**Records for processing**
impl fmt::Debug for ClusterOptions {
    fn fmt(&self, f: &mut fmt::Formatter<'_>) -> fmt::Result {
        f.debug_struct("ClusterOptions")
            .field("seeds", &self.seeds)
            .field("connect", &self.connect)
            .field("command_timeout", &self.command_timeout)
            .field("max_retry", &self.max_retry)
            .field("route_source", &self.route_source)
            .field("blocking_initial_update", &self.blocking_initial_update)
            .field("allocator", &self.allocator)
            .finish_non_exhaustive()
    }
}

/// Where a command goes, decided before any I/O.
#[derive(Debug)]
pub(crate) enum Route {
    /// All keys share one slot.
    Slot { slot: u16, frame: Frame },
    /// Keys span slots; one sub-command per slot.
    Split(SplitPlan),
    /// Caller-chosen node; no redirects are followed.
    Node { addr: NodeAddr, frame: Frame },
}

/// Shared state of one logical cluster connection.
pub(crate) struct Router {
    pub options: ClusterOptions,
    topology: RwLock<Topology>,
    refresh_lock: tokio::sync::Mutex<()>,
    pool: ConnectionPool,
    adapter: OnceLock<Arc<dyn EventAdapter>>,
    last_error: Mutex<Option<LastError>>,
    stale: AtomicBool,
}

impl fmt::Debug for Router {
    fn fmt(&self, f: &mut fmt::Formatter<'_>) -> fmt::Result {
        f.debug_struct("Router")
            .field("options", &self.options)
            .field("route_version", &self.route_version())
            .finish_non_exhaustive()
    }
}
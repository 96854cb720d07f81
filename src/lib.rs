//! # Slotmux
//!
//! Slot-aware command router for Redis and Valkey clusters.
//!
//! Commands are hashed to one of 16384 slots and sent to the master that
//! serves the slot. MOVED and ASK redirects, failovers and resharding are
//! followed transparently within a bounded retry budget. Multi-key
//! commands whose keys span slots (MGET, MSET, DEL, ...) are split per
//! slot and their replies merged back in key order.
//!
//! Two front ends share the routing core:
//!
//! - [`ClusterContext`] - blocking calls and pipelining
//! - [`AsyncClusterContext`] - callbacks run on an attached [`EventAdapter`]
//!
//! ## Features
//!
//! - `tls` - TLS/SSL support via rustls
//!
//! ## Example
//!
//! ```no_run
//! use slotmux::{command, ClusterBuilder, Frame};
//!
//! # fn main() -> slotmux::Result<()> {
//! let mut cluster = ClusterBuilder::new()
//!     .add_nodes("127.0.0.1:7000,127.0.0.1:7001,127.0.0.1:7002")
//!     .connect()?;
//!
//! cluster.command(&command::mset([("key1", "v1"), ("key2", "v2")]))?;
//! let reply = cluster.command(&command::mget(["key1", "key2"]))?;
//! assert_eq!(
//!     reply,
//!     Frame::Array(vec![Frame::bulk("v1"), Frame::bulk("v2")])
//! );
//! # Ok(())
//! # }
//! ```

#![warn(missing_docs)]

pub(crate) mod cluster;
pub(crate) mod core;
pub(crate) mod proto;

pub use crate::cluster::{
    classify, key_slot, AsyncClusterContext, Classified, ClusterContext, ClusterEvent,
    CommandKind, EventCallback, KeyPosition, MergeKind, NodeInfo, NodeIterator, NodeRole,
    OpenSlot, RedirectDecision, RouteSource, SlotRange, SLOT_COUNT,
};
pub use crate::core::adapter::{EventAdapter, TokioAdapter};
pub use crate::core::builder::ClusterBuilder;
pub use crate::core::command::{self, Cmd};
pub use crate::core::connect::{ConnectCallback, Connector, NodeAddr, TcpConnector};
pub use crate::core::connection::{AsyncStream, BoxedStream};
pub use crate::core::memory::{Allocator, SystemAllocator};
pub use crate::proto::codec::{Decoder, Encoder};
pub use crate::proto::error::{Error, ErrorKind, LastError, Result};
pub use crate::proto::frame::Frame;

#[cfg(feature = "tls")]
pub use crate::core::{TlsConnector, TlsConnectorInner};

**Description of the task**
Reproduce the records above exactly. Leave nothing out.

**Task output**
impl fmt::Debug for ClusterOptions {
    fn fmt(&self, f: &mut fmt::Formatter<'_>) -> fmt::Result {
        f.debug_struct("ClusterOptions")
            .field("seeds", &self.seeds)
            .field("connect", &self.connect)
            .field("command_timeout", &self.command_timeout)
            .field("max_retry", &self.max_retry)
            .field("route_source", &self.route_source)
            .field("blocking_initial_update", &self.blocking_initial_update)
            .field("allocator", &self.allocator)
            .finish_non_exhaustive()
    }
}

/// Where a command goes, decided before any I/O.
#[derive(Debug)]
pub(crate) enum Route {
    /// All keys share one slot.
    Slot { slot: u16, frame: Frame },
    /// Keys span slots; one sub-command per slot.
    Split(SplitPlan),
    /// Caller-chosen node; no redirects are followed.
    Node { addr: NodeAddr, frame: Frame },
}

/// Shared state of one logical cluster connection.
pub(crate) struct Router {
    pub options: ClusterOptions,
    topology: RwLock<Topology>,
    refresh_lock: tokio::sync::Mutex<()>,
    pool: ConnectionPool,
    adapter: OnceLock<Arc<dyn EventAdapter>>,
    last_error: Mutex<Option<LastError>>,
    stale: AtomicBool,
}

impl fmt::Debug for Router {
    fn fmt(&self, f: &mut fmt::Formatter<'_>) -> fmt::Result {
        f.debug_struct("Router")
            .field("options", &self.options)
            .field("route_version", &self.route_version())
            .finish_non_exhaustive()
    }
}
repository 96854cb720d07f81
filename src/lib.rs
//! # Slotmux
//!
//! Slot-aware command router for Redis and Valkey clusters.
//!
//! Commands are hashed to one of 16384 slots and sent to the master that
//! serves the slot. MOVED and ASK redirects, failovers and resharding are
//! followed transparently within a bounded retry budget. Multi-key
//! commands whose keys span slots (MGET, MSET, DEL, ...) are split per
//! slot and their replies merged back in key order.
//!
//! Two front ends share the routing core:
//!
//! - [`ClusterContext`] - blocking calls and pipelining
//! - [`AsyncClusterContext`] - callbacks run on an attached [`EventAdapter`]
//!
//! ## Features
//!
//! - `tls` - TLS/SSL support via rustls
//!
//! ## Example
//!
//! ```no_run
//! use slotmux::{command, ClusterBuilder, Frame};
//!
//! # fn main() -> slotmux::Result<()> {
//! let mut cluster = ClusterBuilder::new()
//!     .add_nodes("127.0.0.1:7000,127.0.0.1:7001,127.0.0.1:7002")
//!     .connect()?;
//!
//! cluster.command(&command::mset([("key1", "v1"), ("key2", "v2")]))?;
//! let reply = cluster.command(&command::mget(["key1", "key2"]))?;
//! assert_eq!(
//!     reply,
//!     Frame::Array(vec![Frame::bulk("v1"), Frame::bulk("v2")])
//! );
//! # Ok(())
//! # }
//! ```

#![warn(missing_docs)]

pub(crate) mod cluster;
pub(crate) mod core;
pub(crate) mod proto;

pub use crate::cluster::{
    classify, key_slot, AsyncClusterContext, Classified, ClusterContext, ClusterEvent,
    CommandKind, EventCallback, KeyPosition, MergeKind, NodeInfo, NodeIterator, NodeRole,
    OpenSlot, RedirectDecision, RouteSource, SlotRange, SLOT_COUNT,
};
pub use crate::core::adapter::{EventAdapter, TokioAdapter};
pub use crate::core::builder::ClusterBuilder;
pub use crate::core::command::{self, Cmd};
pub use crate::core::connect::{ConnectCallback, Connector, NodeAddr, TcpConnector};
pub use crate::core::connection::{AsyncStream, BoxedStream};
pub use crate::core::memory::{Allocator, SystemAllocator};
pub use crate::proto::codec::{Decoder, Encoder};
pub use crate::proto::error::{Error, ErrorKind, LastError, Result};
pub use crate::proto::frame::Frame;

#[cfg(feature = "tls")]
pub use crate::core::{TlsConnector, TlsConnectorInner};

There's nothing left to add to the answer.